Dealing with parameters in expressions and strongly-typed reflection
Something that always bothered me using Expression trees for strongly-typed reflection were the weirdness of doing reflection for methods that return parameters. Expression trees and reflection go hand-in-hand when doing fluent interfaces/internal DSLs. Suppose we want to do strongly-typed reflection over this class:
public class SomeClass { public int SomeMethod(string one, string two) { return 5; } public void SomeOtherMethod(string one, string two) { } }
THE MOST INTERESTING CLASS IN THE WORLD. For reflection, we have a couple of choices, one where we just use Action
public class Expr { public static void Test<T>(Expression<Action<T>> action) { // don't care about parameters!!! } }
Inside Test
Expr.Test<SomeClass>(x => x.SomeMethod("one", "two"));
In many cases, I actually could care less about the values of the parameters, and I’ll often just pass in a bunch of nulls or default values to get things to work. The issue comes in with methods with a ton of parameters, which can happen sometimes in things like MVC controller actions. The other choice is to use something like this, where instead of an Action
public static void Method<TType, T0, T1>(Expression<Func<TType, T0, T1, object>> method) { } public static void Method<TType, T0, T1>(Expression<Action<TType, T0, T1>> method) { }
Because there is no first-class Void type, I have to declare an Action and a Func. The usage now seems much more verbose:
Expr.Method<SomeClass, string, string>((o, p1, p2) => o.SomeMethod(p1, p2)); Expr.Method<SomeClass, string, string>((o, p1, p2) => o.SomeOtherMethod(p1, p2));
While still refactoring-safe (as I don’t have the method names as strings anywhere), is this really an improvement? Offhand, I don’t think so, it looks much more verbose just to get at that one method. In the first example, the types of the parameters would work to choose the right method call, as you could create overloads with the same number of parameters, but different return types. In the second example, refactoring still gets a little funky if we’re doing things like changing the signature. Not to mention, the call is frickin’ ginormous.

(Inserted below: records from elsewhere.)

use crate::config::AgentConfig;
use crate::db::{QueryResult, SqlExecutor};
use crate::error::AgentError;
use crate::history::{record_id, HistoryEntry, HistoryStore, SimilarQuery};
use crate::llm::{ExamplePair, LlmManager};
use serde::Serialize;
use std::collections::HashMap;
use std::sync::Arc;
use tokio::sync::Mutex;
use tracing::{debug, info, warn};

const PREVIEW_ROWS: usize = 5;
const PREVIEWED_SQL_CAP: usize = 64;

/// Per-invocation switches for [`QueryPipeline::run`].
#[derive(Debug, Clone, Copy)]
pub struct QueryOptions {
    pub store_results: bool,
    pub require_approval: bool,
    pub approved: bool,
}

impl Default for QueryOptions {
    fn default() -> Self {
        Self {
            store_results: true,
            require_approval: true,
            approved: false,
        }
    }
}

/// Transient result of one pipeline invocation. Never persisted as a whole;
/// the storage step projects the relevant fields into a history record.
#[derive(Debug, Serialize)]
pub struct PipelineResponse {
    pub question: String,
    pub sql: String,
    pub similar_queries: Vec<SimilarQuery>,
    pub requires_approval: bool,
    pub approved: bool,
    pub awaiting_approval: bool,
    /// `None` only for the transient awaiting-approval shape; never stored.
    pub was_successful: Option<bool>,
    pub execution_time: f64,
    #[serde(skip_serializing_if = "Option::is_none")]
    pub results: Option<QueryResult>,
    #[serde(skip_serializing_if = "Option::is_none")]
    pub result_preview: Option<String>,
    #[serde(skip_serializing_if = "Option::is_none")]
    pub error_message: Option<String>,
}

/// Orchestrates embed → retrieve → generate → approval gate → execute → store.
///
/// Generation and retrieval failures propagate to the caller untouched;
/// executor failures become a structured failed response and are still
/// recorded as negative examples.
pub struct QueryPipeline {
    history: Arc<dyn HistoryStore>,
    llm: Arc<LlmManager>,
    executor: Arc<dyn SqlExecutor>,
    config: AgentConfig,
    /// SQL shown at the approval gate, keyed by question id. Populated only
    /// when `reuse_previewed_sql` is on; an approved call consumes its entry,
    /// and the map is capped so abandoned previews cannot accumulate.
    previewed_sql: Mutex<HashMap<String, String>>,
}

impl QueryPipeline {
    pub fn new(
        history: Arc<dyn HistoryStore>,
        llm: Arc<LlmManager>,
        executor: Arc<dyn SqlExecutor>,
        config: AgentConfig,
    ) -> Self {
        Self {
            history,
            llm,
            executor,
            config,
            previewed_sql: Mutex::new(HashMap::new()),
        }
    }

    /// Retrieval plus generation only: no gate, no execution, no storage.
    pub async fn generate_only(
        &self,
        question: &str,
    ) -> Result<(String, Vec<SimilarQuery>), AgentError> {
        let similar = self
            .history
            .retrieve_similar(question, self.config.default_top_k)
            .await?;

        let examples: Vec<ExamplePair> = similar
            .iter()
            .filter(|query| query.was_successful)
            .map(|query| ExamplePair {
                question: query.question.clone(),
                sql: query.sql.clone(),
            })
            .collect();

        debug!(
            "Generating SQL for question with {} similar / {} usable examples",
            similar.len(),
            examples.len()
        );

        // An empty example list and no examples must look identical to the
        // generator, so the slice is only passed when non-empty.
        let examples_arg = if examples.is_empty() {
            None
        } else {
            Some(examples.as_slice())
        };

        let sql = self.llm.generate_sql(question, examples_arg).await?;

        Ok((sql, similar))
    }

    /// Processes one natural-language question through the full state machine.
    ///
    /// With `require_approval` and no approval yet, the call stops after
    /// generation and returns the awaiting-approval shape; nothing executes
    /// and nothing is stored. By default the approved follow-up call
    /// regenerates SQL, so a non-deterministic generator may execute a
    /// statement that differs from the previewed one. Setting
    /// `reuse_previewed_sql` in [`AgentConfig`] makes the approved call reuse
    /// the previewed statement instead.
    pub async fn run(
        &self,
        question: &str,
        options: QueryOptions,
    ) -> Result<PipelineResponse, AgentError> {
        info!("Processing question: {}", question);

        let cached_sql = if self.config.reuse_previewed_sql && options.approved {
            self.previewed_sql.lock().await.remove(&record_id(question))
        } else {
            None
        };

        let (sql, similar) = match cached_sql {
            Some(sql) => {
                debug!("Reusing previewed SQL for approved question");
                let similar = self
                    .history
                    .retrieve_similar(question, self.config.default_top_k)
                    .await?;
                (sql, similar)
            }
            None => self.generate_only(question).await?,
        };

        if options.require_approval && !options.approved {
            if self.config.reuse_previewed_sql {
                let mut cache = self.previewed_sql.lock().await;
                let key = record_id(question);
                // A full cache is dropped wholesale; losing an entry only
                // means the approved call regenerates.
                if cache.len() >= PREVIEWED_SQL_CAP && !cache.contains_key(&key) {
                    cache.clear();
                }
                cache.insert(key, sql.clone());
            }

            return Ok(PipelineResponse {
                question: question.to_string(),
                sql,
                similar_queries: similar,
                requires_approval: true,
                approved: false,
                awaiting_approval: true,
                was_successful: None,
                execution_time: 0.0,
                results: None,
                result_preview: None,
                error_message: None,
            });
        }

        // Approval isn't required or has been granted; run the statement.
        let (was_successful, execution_time, results, result_preview, mut error_message) =
            match self.executor.execute(&sql).await {
                Ok((results, elapsed)) => {
                    let preview = results.preview(PREVIEW_ROWS);
                    (true, elapsed, Some(results), Some(preview), None)
                }
                Err(e) => {
                    warn!("Query execution failed: {}", e);
                    (false, 0.0, None, None, Some(e.to_string()))
                }
            };

        if options.store_results {
            let upsert = self
                .history
                .upsert(
                    question,
                    &sql,
                    execution_time,
                    was_successful,
                    result_preview.as_deref(),
                )
                .await;

            match upsert {
                Ok(()) => {}
                Err(store_err) if !was_successful => {
                    // The caller must still learn the query failed, so a
                    // follow-on storage failure is appended rather than raised.
                    warn!("Failed to store failed query: {}", store_err);
                    error_message = Some(format!(
                        "{} (history write also failed: {})",
                        error_message.unwrap_or_default(),
                        store_err
                    ));
                }
                Err(store_err) => return Err(store_err.into()),
            }
        }

        Ok(PipelineResponse {
            question: question.to_string(),
            sql,
            similar_queries: similar,
            requires_approval: options.require_approval,
            approved: options.approved,
            awaiting_approval: false,
            was_successful: Some(was_successful),
            execution_time,
            results,
            result_preview,
            error_message,
        })
    }

    /// Read-only similarity lookup, for preview endpoints.
    pub async fn retrieve_similar(
        &self,
        question: &str,
        top_k: usize,
    ) -> Result<Vec<SimilarQuery>, AgentError> {
        Ok(self.history.retrieve_similar(question, top_k).await?)
    }

    /// Chronological history listing, newest first.
    pub async fn list_recent(&self, limit: usize) -> Result<Vec<HistoryEntry>, AgentError> {
        Ok(self.history.list_recent(limit).await?)
    }

    /// [`Self::list_recent`] with the configured default page size.
    pub async fn recent_history(&self) -> Result<Vec<HistoryEntry>, AgentError> {
        self.list_recent(self.config.history_limit).await
    }
}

Where I was going with this is my aversion to all of the string-happy ASP.NET MVC code around controller and action names. Nothing raises a red flag more than a class or method name hard-coded as a string. That kind of code is a time-bomb in the face of changing a controller or action name. Anything that might create an aversion to changing names of classes or members is absolutely insidious and needs to be stamped out with a giant lambda boot.